Additionally, it concurred with a section of the Liberty's 2018 report assessing CMP's SmartCare system and its implementation:
- The project schedule "was not effectively used to manage integration of effort," understand the implications of delays, "or effectively mitigate risk."
- "Inconsistent practices in status reporting negatively impacted efforts to identify and resolve problems prior to Go-Live."
- "Conflicting information" in status and readiness reports, and a defects list, "demonstrate a lack of recognition of the magnitude of the existing issues."
- "Management’s decision to allocate a fixed time period or 'time box' … required a significant modification … introduc[ing] risk, increasing the likelihood that defects would remain undetected until after Go-Live."
In its conclusions, BerryDunn writes, "Project practices employed by CMP in the implementation of SmartCare significantly deviated from those that would be considered prudent for a project of this size and complexity."
These deviations, the firm claims, increased project risk and the likelihood that defects would go unnoticed prior to implementation.
It also states that CMP's responses as recently as June give no indication that their practices within the areas in question have improved.

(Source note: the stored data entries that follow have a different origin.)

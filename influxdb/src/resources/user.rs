//! `influxdb_user` resource
//!
//! Besides the user itself this manages the password and, optionally, a
//! single organization membership as either `member` or `owner`.

use crate::api::orgs::MemberRole;
use crate::api::users::{PatchUserRequest, PostUserRequest, User};
use crate::api::{cancellable, ApiError, Client};
use async_trait::async_trait;
use tfplug::plan_modifier::UseStateForUnknown;
use tfplug::request::{
    CreateRequest, CreateResponse, DeleteRequest, DeleteResponse, ReadRequest, ReadResponse,
    UpdateRequest, UpdateResponse,
};
use tfplug::validator::{AlsoRequires, OneOf};
use tfplug::{
    AttributeBuilder, Context, Diagnostics, ResourceSchema, ResourceV2, SchemaBuilder, State,
    StateBuilder, StaticString,
};

use super::{add_api_error, required_string, Operation};

pub struct UserResource {
    client: Client,
}

impl UserResource {
    pub fn new(client: Client) -> Self {
        Self { client }
    }

    pub fn schema_static() -> ResourceSchema {
        SchemaBuilder::new()
            .description("Create and manage users.")
            .attribute(
                AttributeBuilder::string("id")
                    .computed()
                    .plan_modifier(Box::new(UseStateForUnknown))
                    .description("The user ID."),
            )
            .attribute(
                AttributeBuilder::string("name")
                    .required()
                    .description("The user name."),
            )
            .attribute(
                AttributeBuilder::string("password")
                    .required()
                    .sensitive()
                    .description("The password to set for the user."),
            )
            .attribute(
                AttributeBuilder::string("org_id")
                    .optional()
                    .validator(Box::new(AlsoRequires::new(["org_role"])))
                    .description("The organization ID that the user should be added to."),
            )
            .attribute(
                AttributeBuilder::string("org_role")
                    .optional()
                    .validator(Box::new(OneOf::new(["member", "owner"])))
                    .validator(Box::new(AlsoRequires::new(["org_id"])))
                    .description("The role to give the user in the organization (`member` or `owner`)."),
            )
            .attribute(
                AttributeBuilder::string("status")
                    .optional()
                    .computed()
                    .default(Box::new(StaticString::new("active")))
                    .validator(Box::new(OneOf::new(["active", "inactive"])))
                    .description("The status of the user (`active` or `inactive`)."),
            )
            .build()
    }
}

/// A user's role in one organization
#[derive(Debug, Clone, PartialEq, Eq)]
pub(crate) struct Membership {
    pub org_id: String,
    pub role: MemberRole,
}

impl Membership {
    pub(crate) fn from_state(state: &State) -> Option<Self> {
        Some(Self {
            org_id: state.get_string("org_id")?,
            role: MemberRole::parse(&state.get_string("org_role")?)?,
        })
    }
}

#[derive(Debug, Clone, PartialEq, Eq)]
pub(crate) enum MembershipChange {
    Remove(Membership),
    Add(Membership),
}

/// Steps that move a user from `current` to `desired`
///
/// Moving to another organization or changing the role removes the old
/// membership before adding the new one. Nothing happens when both match.
pub(crate) fn membership_changes(
    current: Option<&Membership>,
    desired: Option<&Membership>,
) -> Vec<MembershipChange> {
    if current == desired {
        return Vec::new();
    }

    current
        .cloned()
        .map(MembershipChange::Remove)
        .into_iter()
        .chain(desired.cloned().map(MembershipChange::Add))
        .collect()
}

/// Applies membership changes in order
///
/// A membership that is already gone counts as removed.
async fn apply_membership_changes(
    client: &Client,
    ctx: &Context,
    user_id: &str,
    changes: &[MembershipChange],
) -> Result<(), ApiError> {
    let orgs = client.orgs();

    for change in changes {
        match change {
            MembershipChange::Remove(membership) => {
                let result = cancellable(
                    ctx,
                    orgs.remove_with_role(&membership.org_id, user_id, membership.role),
                )
                .await;
                match result {
                    Ok(()) => {}
                    Err(e) if e.is_not_found() => {
                        tracing::debug!(org_id = %membership.org_id, user_id, "membership already removed");
                    }
                    Err(e) => return Err(e),
                }
            }
            MembershipChange::Add(membership) => {
                cancellable(
                    ctx,
                    orgs.add_with_role(&membership.org_id, user_id, membership.role),
                )
                .await?;
                tracing::info!(
                    org_id = %membership.org_id,
                    user_id,
                    role = membership.role.as_str(),
                    "added user to organization"
                );
            }
        }
    }

    Ok(())
}

/// The API never returns the password or membership, so those come from
/// the practitioner's own values.
fn user_state(user: &User, practitioner: &State) -> State {
    StateBuilder::new()
        .string("id", &user.id)
        .string("name", &user.name)
        .optional_string("status", user.status.clone())
        .value("password", practitioner.get("password").clone())
        .value("org_id", practitioner.get("org_id").clone())
        .value("org_role", practitioner.get("org_role").clone())
        .build()
}

impl UserResource {
    /// Deletes a user whose creation could not be completed
    async fn roll_back(&self, ctx: &Context, user_id: &str) {
        if let Err(e) = cancellable(ctx, self.client.users().delete(user_id)).await {
            tracing::warn!(user_id, error = %e, "failed to remove partially created user");
        }
    }
}

#[async_trait]
impl ResourceV2 for UserResource {
    async fn create(&self, request: CreateRequest) -> CreateResponse {
        let mut diagnostics = Diagnostics::new();
        let plan = &request.planned_state;
        let ctx = &request.context;

        let (Some(name), Some(password)) = (
            required_string(plan, "name", &mut diagnostics),
            required_string(plan, "password", &mut diagnostics),
        ) else {
            return CreateResponse {
                state: request.planned_state,
                diagnostics,
            };
        };

        let body = PostUserRequest {
            name,
            status: plan.get_string("status"),
        };

        let user = match cancellable(ctx, self.client.users().create(&body)).await {
            Ok(user) => user,
            Err(e) => {
                add_api_error(&mut diagnostics, Operation::Create, "user", &e);
                return CreateResponse {
                    state: request.planned_state,
                    diagnostics,
                };
            }
        };
        tracing::info!(id = %user.id, name = %user.name, "created user");

        if let Err(e) = cancellable(ctx, self.client.users().set_password(&user.id, &password)).await
        {
            diagnostics.add_error(
                "Error setting user password",
                Some(format!("Could not set password for user {}: {}", user.id, e)),
            );
            self.roll_back(ctx, &user.id).await;
            return CreateResponse {
                state: request.planned_state,
                diagnostics,
            };
        }

        let changes = membership_changes(None, Membership::from_state(plan).as_ref());
        if let Err(e) = apply_membership_changes(&self.client, ctx, &user.id, &changes).await {
            diagnostics.add_error(
                "Error managing organization membership",
                Some(format!(
                    "Could not add user {} to the organization: {}",
                    user.id, e
                )),
            );
            self.roll_back(ctx, &user.id).await;
            return CreateResponse {
                state: request.planned_state,
                diagnostics,
            };
        }

        CreateResponse {
            state: user_state(&user, plan),
            diagnostics,
        }
    }

    async fn read(&self, request: ReadRequest) -> ReadResponse {
        let mut diagnostics = Diagnostics::new();
        let current = &request.current_state;

        let Some(id) = required_string(current, "id", &mut diagnostics) else {
            return ReadResponse {
                state: Some(request.current_state),
                diagnostics,
            };
        };

        match cancellable(&request.context, self.client.users().get(&id)).await {
            Ok(user) => ReadResponse {
                state: Some(user_state(&user, current)),
                diagnostics,
            },
            Err(e) if e.is_not_found() => {
                tracing::warn!(%id, "user not found, removing from state");
                ReadResponse {
                    state: None,
                    diagnostics,
                }
            }
            Err(e) => {
                add_api_error(&mut diagnostics, Operation::Read, "user", &e);
                ReadResponse {
                    state: Some(request.current_state),
                    diagnostics,
                }
            }
        }
    }

    async fn update(&self, request: UpdateRequest) -> UpdateResponse {
        let mut diagnostics = Diagnostics::new();
        let plan = &request.planned_state;
        let current = &request.current_state;
        let ctx = &request.context;

        let (Some(id), Some(name)) = (
            required_string(current, "id", &mut diagnostics),
            required_string(plan, "name", &mut diagnostics),
        ) else {
            return UpdateResponse {
                state: request.current_state,
                diagnostics,
            };
        };

        let body = PatchUserRequest {
            name: Some(name),
            status: plan.get_string("status"),
        };

        let user = match cancellable(ctx, self.client.users().update(&id, &body)).await {
            Ok(user) => user,
            Err(e) => {
                add_api_error(&mut diagnostics, Operation::Update, "user", &e);
                return UpdateResponse {
                    state: request.current_state,
                    diagnostics,
                };
            }
        };

        let password = plan.get_string("password");
        if password.is_some() && password != current.get_string("password") {
            let password = password.unwrap_or_default();
            if let Err(e) = cancellable(ctx, self.client.users().set_password(&id, &password)).await
            {
                diagnostics.add_error(
                    "Error updating user password",
                    Some(format!("Could not update password for user {}: {}", id, e)),
                );
                return UpdateResponse {
                    state: request.current_state,
                    diagnostics,
                };
            }
        }

        let changes = membership_changes(
            Membership::from_state(current).as_ref(),
            Membership::from_state(plan).as_ref(),
        );
        if let Err(e) = apply_membership_changes(&self.client, ctx, &id, &changes).await {
            diagnostics.add_error(
                "Error managing organization membership",
                Some(format!(
                    "Could not update organization membership for user {}: {}",
                    id, e
                )),
            );
            return UpdateResponse {
                state: request.current_state,
                diagnostics,
            };
        }

        UpdateResponse {
            state: user_state(&user, plan),
            diagnostics,
        }
    }

    async fn delete(&self, request: DeleteRequest) -> DeleteResponse {
        let mut diagnostics = Diagnostics::new();
        let current = &request.current_state;
        let ctx = &request.context;

        let Some(id) = required_string(current, "id", &mut diagnostics) else {
            return DeleteResponse { diagnostics };
        };

        let changes = membership_changes(Membership::from_state(current).as_ref(), None);
        if let Err(e) = apply_membership_changes(&self.client, ctx, &id, &changes).await {
            diagnostics.add_warning(
                "Warning removing user from organization",
                Some(format!(
                    "Could not remove user {} from the organization: {}",
                    id, e
                )),
            );
        }

        match cancellable(ctx, self.client.users().delete(&id)).await {
            Ok(()) => tracing::info!(%id, "deleted user"),
            Err(e) if e.is_not_found() => {}
            Err(e) => add_api_error(&mut diagnostics, Operation::Delete, "user", &e),
        }

        DeleteResponse { diagnostics }
    }
}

"This does not provide confidence, even now, that testing is adequate or that all defects are currently being documented, effectively managed, reported or accounted for in decision making," the testimony report states.
The firm recommends CMP should be required to test the system, identify impacted transactions, disallow or have shareholders pay for testing costs and develop an action plan informed by testing to restore public confidence.
It also believes an independent third party selected by the MPUC should verify that this future testing aligns with best practice, confirm it followed a plan and validate the results are complete and accurate, and issue a report.
Overall, BerryDunn estimates the SmartCare project cost more than $57 million, requiring nearly two years to complete and involving more than 240 resources, 32 vendors in six locations and interaction with 52 interfaces.
MPUC is expected to rule on their review of complaints Dec. 20.